Autoimmunity alters the environment of the immune system with positive selection/expansion of autoreactive T-cells in the thymus. Thymic hyperplasia is a representation of how GD, in particular, alters the microenvironment of the thymus. This is thought to be due to the hyperthyroidism associated with active GD. It is known that thyroid hormones (TH) are able to induce thymic epithelial cell (TEC) proliferation which produces cytokines (including IL-1) . T3 also enhances thymic hormone thymulin secretion by TECs . In turn, cytokines (e.g. IL-1) and thymulin stimulate and enhance thymocyte (immature T-cell precursor) proliferation.
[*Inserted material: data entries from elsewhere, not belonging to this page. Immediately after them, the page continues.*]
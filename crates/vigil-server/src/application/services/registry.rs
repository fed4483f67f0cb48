//! Agent 注册表
//!
//! 已知 Agent 的权威记录。在线状态从不落盘，读取时按心跳新鲜度推导。

use chrono::Utc;
use std::sync::Arc;
use std::time::Duration;
use tracing::info;
use vigil_core::agent::{Agent, AgentStatus};
use vigil_core::constants::liveness_threshold;
use vigil_core::error::{CoreError, Result};

use crate::application::ports::AgentRepository;

pub struct AgentRegistry {
    repo: Arc<dyn AgentRepository>,
    liveness_threshold: Duration,
}

impl AgentRegistry {
    pub fn new(repo: Arc<dyn AgentRepository>) -> Self {
        Self::with_threshold(repo, liveness_threshold())
    }

    /// 自定义在线判定窗口（默认 10 秒）
    pub fn with_threshold(repo: Arc<dyn AgentRepository>, liveness_threshold: Duration) -> Self {
        Self {
            repo,
            liveness_threshold,
        }
    }

    /// 注册或刷新一个 Agent。
    ///
    /// 同 uid 重复注册是幂等的 upsert：保留 `registered_at`，
    /// 刷新 `updated_at` 与 `host_name`，不产生重复记录。
    pub async fn register(&self, uid: &str, host_name: &str) -> Result<Agent> {
        if uid.is_empty() {
            return Err(CoreError::validation("UID can't be empty"));
        }

        let agent = match self.repo.find(uid).await? {
            Some(mut existing) => {
                existing.updated_at = Utc::now();
                existing.host_name = host_name.to_string();
                existing
            }
            None => {
                info!(uid, host_name, "Registering new agent");
                Agent::new(uid, host_name)
            }
        };

        self.repo.upsert(agent.clone()).await?;
        Ok(agent)
    }

    /// 刷新心跳时间戳。uid 未知时报 NotFound。
    pub async fn touch(&self, uid: &str) -> Result<()> {
        let mut agent = self.get(uid).await?;
        agent.updated_at = Utc::now();
        self.repo.upsert(agent).await
    }

    pub async fn get(&self, uid: &str) -> Result<Agent> {
        self.repo
            .find(uid)
            .await?
            .ok_or_else(|| CoreError::not_found(format!("agent {uid}")))
    }

    pub async fn list(&self) -> Result<Vec<Agent>> {
        self.repo.list().await
    }

    /// 按注册表配置的窗口推导状态
    pub fn status(&self, agent: &Agent) -> AgentStatus {
        agent.status_at(Utc::now(), self.liveness_threshold)
    }
}
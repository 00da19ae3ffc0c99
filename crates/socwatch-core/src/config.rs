// ── Runtime configuration ──
//
// Fully resolved settings handed to the monitor. Built by socwatch-config
// from files and environment; this module never touches disk.

use std::path::PathBuf;
use std::time::Duration;

use chrono::NaiveTime;
use secrecy::SecretString;
use url::Url;

use socwatch_api::{
    DEFAULT_PAGE_SIZE, RateLimiter, RequestPolicy, RetryPolicy, SunsynkClient, TransportConfig,
};

use crate::error::CoreError;
use crate::model::ConfiguredSite;
use crate::retention::RetentionRule;

/// Number of plant pages fetched per discovery.
pub const DEFAULT_PAGE_COUNT: u32 = 14;

/// Upstream account credentials.
#[derive(Debug, Clone)]
pub struct Credentials {
    pub username: String,
    pub password: SecretString,
}

/// How to reach and pace the telemetry API.
#[derive(Debug, Clone)]
pub struct ApiSettings {
    pub base_url: Url,
    pub credentials: Credentials,
    pub transport: TransportConfig,
    /// Request budget per rolling second, shared by every call.
    pub rate_limit: u32,
    pub retry: RetryPolicy,
    pub page_size: u32,
    pub page_count: u32,
}

impl ApiSettings {
    pub fn new(base_url: Url, credentials: Credentials) -> Self {
        Self {
            base_url,
            credentials,
            transport: TransportConfig::default(),
            rate_limit: 20,
            retry: RetryPolicy::default(),
            page_size: DEFAULT_PAGE_SIZE,
            page_count: DEFAULT_PAGE_COUNT,
        }
    }

    /// Build the HTTP client with one shared rate limiter and retry policy.
    pub fn build_client(&self) -> Result<SunsynkClient, CoreError> {
        let policy = RequestPolicy::new(RateLimiter::per_second(self.rate_limit), self.retry);
        let client = SunsynkClient::new(self.base_url.clone(), &self.transport, policy)?;
        Ok(client.with_page_size(self.page_size))
    }
}

/// Everything the monitoring loop needs.
#[derive(Debug, Clone)]
pub struct MonitorConfig {
    pub api: ApiSettings,
    pub sites: Vec<ConfiguredSite>,
    /// Pause between successful iterations.
    pub fetch_interval: Duration,
    /// Pause after an iteration fails.
    pub error_backoff: Duration,
    /// Local time after which the fleet is rediscovered once per day.
    pub discovery_at: NaiveTime,
    /// Local time after which the retention sweep runs once per day.
    pub retention_at: NaiveTime,
    /// Root for `cache/`, `raw/` and `processed/`.
    pub data_dir: PathBuf,
    pub retention: Vec<RetentionRule>,
}

/// Where Sheets bearer tokens come from.
#[derive(Debug, Clone)]
pub enum SheetsAuth {
    /// Service-account key file. Tokens are minted on demand and refreshed
    /// before they expire.
    ServiceAccount { credentials_file: PathBuf },
    /// A token minted outside the process, used as is.
    AccessToken(SecretString),
}

/// Google Sheets sink settings.
#[derive(Debug, Clone)]
pub struct SheetsConfig {
    pub base_url: Url,
    pub spreadsheet_id: String,
    pub sheet_name: String,
    pub auth: SheetsAuth,
    pub transport: TransportConfig,
}
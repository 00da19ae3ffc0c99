// ── Site validation ──
//
// Reconcile configured sites with the discovered fleet.

use std::collections::HashMap;

use tracing::{info, warn};

use socwatch_api::SiteId;

use crate::model::{ConfiguredSite, FleetSite, FleetSnapshot, SiteValidation, ValidationStatus, Validations};

/// Equipment modes the downstream analysis understands. Inverters that
/// report no mode at all are assumed compatible.
const ELIGIBLE_MODES: [&str; 2] = ["M", "M1"];

pub fn is_eligible_mode(mode: Option<&str>) -> bool {
    mode.is_none_or(|m| ELIGIBLE_MODES.contains(&m))
}

/// Validate every configured site against `fleet`.
///
/// Matching is by site id, never by name. A site is valid only when its id
/// is present upstream and at least one inverter is eligible; the first
/// eligible inverter in roster order wins. Output preserves configuration
/// order; a repeated name keeps its first position and its last value.
pub fn validate(sites: &[ConfiguredSite], fleet: &FleetSnapshot) -> Validations {
    let by_id: HashMap<&SiteId, &FleetSite> =
        fleet.sites.values().map(|site| (&site.id, site)).collect();

    let mut out = Validations::with_capacity(sites.len());
    for configured in sites {
        let validation = match by_id.get(&configured.site_id) {
            Some(live) => validate_one(configured, live),
            None => {
                warn!(site = %configured.name, id = %configured.site_id, "site not found upstream");
                SiteValidation::invalid(configured.site_id.clone())
            }
        };
        out.insert(configured.name.clone(), validation);
    }

    log_summary(&out);
    out
}

fn validate_one(configured: &ConfiguredSite, live: &FleetSite) -> SiteValidation {
    let chosen = live
        .inverters
        .iter()
        .find(|(_, mode)| is_eligible_mode(mode.as_deref()));

    match chosen {
        Some((serial, mode)) => SiteValidation {
            exists: true,
            id_matches: true,
            has_eligible_inverter: true,
            status: ValidationStatus::Valid,
            inverter_sn: Some(serial.clone()),
            inverter_type: Some(mode.clone().unwrap_or_else(|| "M".to_owned())),
            site_id: configured.site_id.clone(),
        },
        None => {
            warn!(
                site = %configured.name,
                inverters = live.inverters.len(),
                "no eligible inverter"
            );
            SiteValidation {
                exists: true,
                id_matches: true,
                ..SiteValidation::invalid(configured.site_id.clone())
            }
        }
    }
}

fn log_summary(validations: &Validations) {
    let valid = validations.values().filter(|v| v.is_valid()).count();
    info!(
        total = validations.len(),
        valid,
        invalid = validations.len() - valid,
        "site validation complete"
    );
    for (name, v) in validations.iter().filter(|(_, v)| !v.is_valid()) {
        let reason = if v.exists {
            "no eligible inverter"
        } else {
            "not found upstream"
        };
        info!(site = %name, id = %v.site_id, reason, "invalid site");
    }
}
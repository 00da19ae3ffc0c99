// ── Domain model ──
//
// Configured sites, the live fleet snapshot, per-site validation,
// raw telemetry bundles and the analysis record published each cycle.

use std::fmt;

use indexmap::IndexMap;
use serde::{Deserialize, Serialize, Serializer};

use socwatch_api::{DayTelemetry, InverterRoster, SiteId};

// ── Configured sites ────────────────────────────────────────────────

/// A site the operator wants monitored. `name` is the key used in every
/// downstream map; `site_id` is what discovery is matched against.
#[derive(Debug, Clone, PartialEq, Eq, Serialize, Deserialize)]
pub struct ConfiguredSite {
    pub name: String,
    pub site_id: SiteId,
}

impl ConfiguredSite {
    pub fn new(name: impl Into<String>, site_id: impl Into<SiteId>) -> Self {
        Self {
            name: name.into(),
            site_id: site_id.into(),
        }
    }
}

// ── Live fleet ──────────────────────────────────────────────────────

#[derive(Debug, Clone, PartialEq, Serialize, Deserialize)]
pub struct FleetSite {
    pub id: SiteId,
    #[serde(default)]
    pub inverters: InverterRoster,
}

/// Site name → id and inverter roster, as discovered upstream.
///
/// Serialized as a plain JSON object so the cache file and the raw
/// snapshot dump share one format.
#[derive(Debug, Clone, Default, PartialEq, Serialize, Deserialize)]
#[serde(transparent)]
pub struct FleetSnapshot {
    pub sites: IndexMap<String, FleetSite>,
}

impl FleetSnapshot {
    pub fn len(&self) -> usize {
        self.sites.len()
    }

    pub fn is_empty(&self) -> bool {
        self.sites.is_empty()
    }

    pub fn insert(&mut self, name: impl Into<String>, site: FleetSite) {
        self.sites.insert(name.into(), site);
    }
}

// ── Validation ──────────────────────────────────────────────────────

#[derive(Debug, Clone, Copy, Default, PartialEq, Eq, Serialize, Deserialize)]
#[serde(rename_all = "lowercase")]
pub enum ValidationStatus {
    Valid,
    #[default]
    Invalid,
}

/// Outcome of checking one configured site against the live fleet.
#[derive(Debug, Clone, PartialEq, Eq, Serialize, Deserialize)]
pub struct SiteValidation {
    pub exists: bool,
    pub id_matches: bool,
    pub has_eligible_inverter: bool,
    pub status: ValidationStatus,
    pub inverter_sn: Option<String>,
    pub inverter_type: Option<String>,
    pub site_id: SiteId,
}

impl SiteValidation {
    pub(crate) fn invalid(site_id: SiteId) -> Self {
        Self {
            exists: false,
            id_matches: false,
            has_eligible_inverter: false,
            status: ValidationStatus::Invalid,
            inverter_sn: None,
            inverter_type: None,
            site_id,
        }
    }

    pub fn is_valid(&self) -> bool {
        self.status == ValidationStatus::Valid
    }
}

/// Site name → validation, in configuration order.
pub type Validations = IndexMap<String, SiteValidation>;

// ── Raw telemetry ───────────────────────────────────────────────────

/// Everything fetched for one site in one cycle.
#[derive(Debug, Clone, PartialEq, Serialize, Deserialize)]
pub struct RawSiteBundle {
    pub site_id: SiteId,
    pub inverter_sn: String,
    pub inverter_type: String,
    /// Today's SOC, battery voltage and BMS voltage series.
    pub data: DayTelemetry,
    /// Peak of yesterday's SOC series; `None` if empty or unreachable.
    pub yesterday_max_soc: Option<f64>,
}

pub type RawBundles = IndexMap<String, RawSiteBundle>;

// ── Analysis ────────────────────────────────────────────────────────

/// A state-of-charge reading, or `OFFLINE` when the day's series came
/// back empty. Distinguishes "no data" from a genuine zero.
#[derive(Debug, Clone, Copy, PartialEq)]
pub enum SocLevel {
    Offline,
    Percent(f64),
}

impl SocLevel {
    pub fn is_offline(self) -> bool {
        matches!(self, Self::Offline)
    }
}

impl fmt::Display for SocLevel {
    fn fmt(&self, f: &mut fmt::Formatter<'_>) -> fmt::Result {
        match self {
            Self::Offline => f.write_str("OFFLINE"),
            Self::Percent(v) => write!(f, "{v}"),
        }
    }
}

impl Serialize for SocLevel {
    fn serialize<S: Serializer>(&self, serializer: S) -> Result<S::Ok, S::Error> {
        match self {
            Self::Offline => serializer.serialize_str("OFFLINE"),
            Self::Percent(v) => serializer.serialize_f64(*v),
        }
    }
}

/// Fixed-shape battery health summary for one site and one cycle.
#[derive(Debug, Clone, PartialEq, Serialize)]
pub struct SiteAnalysis {
    pub site_id: SiteId,
    pub inverter_sn: String,
    pub inverter_type: String,
    pub lowest_soc: SocLevel,
    pub lowest_soc_time: Option<String>,
    pub current_soc: SocLevel,
    pub current_soc_time: Option<String>,
    pub max_v_diff: Option<f64>,
    pub max_diff_time: Option<String>,
    pub max_v_bat: Option<f64>,
    pub max_v_bat_time: Option<String>,
    pub current_v_bat: Option<f64>,
    pub current_vbms: Option<f64>,
    pub current_voltage_time: Option<String>,
    pub yesterday_max_soc: Option<f64>,
}

pub type AnalysisMap = IndexMap<String, SiteAnalysis>;

#[cfg(test)]
mod tests {
    #![allow(clippy::unwrap_used)]

    use super::*;

    #[test]
    fn fleet_snapshot_round_trips_as_plain_object() {
        let json = r#"{"Alpha":{"id":101,"inverters":{"S2":null,"S1":"M1"}},"Beta":{"id":"102"}}"#;
        let snap: FleetSnapshot = serde_json::from_str(json).unwrap();

        assert_eq!(snap.len(), 2);
        let alpha = &snap.sites["Alpha"];
        assert_eq!(alpha.id.as_str(), "101");
        let order: Vec<&str> = alpha.inverters.keys().map(String::as_str).collect();
        assert_eq!(order, ["S2", "S1"]);
        assert!(snap.sites["Beta"].inverters.is_empty());

        let back: FleetSnapshot =
            serde_json::from_str(&serde_json::to_string(&snap).unwrap()).unwrap();
        assert_eq!(back, snap);
    }

    #[test]
    fn soc_level_serializes_sentinel() {
        assert_eq!(
            serde_json::to_string(&SocLevel::Offline).unwrap(),
            "\"OFFLINE\""
        );
        assert_eq!(serde_json::to_string(&SocLevel::Percent(42.5)).unwrap(), "42.5");
        assert_eq!(SocLevel::Percent(85.0).to_string(), "85");
    }
}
Thymocyte differentiation occurs as the cells migrate within thymic lobules interacting with microenvironment . In active GD, thymic microenvironment may be altered due to increased proliferation of TECs driven by TH. It is unclear if thymic environment altered by the state of sustained hyperthyroidism, including increased proliferative drive on maturing thymocytes and, possibly, abnormal differentiation, may contribute to the development of genetic lesions resulting in T LBL/L in susceptible individuals. Likewise it is not unreasonable to postulate that TH driven TEC proliferation may contribute to the pathogenesis of thymoma, which is a neoplasm of thymic epithelial cells. The two patients illustrated not only raise the possibility of association between GD and mediastinal neoplasms but represent a possible reason for caution in using a watch-and-wait approach to anterior mediastinal masses in patients with GD.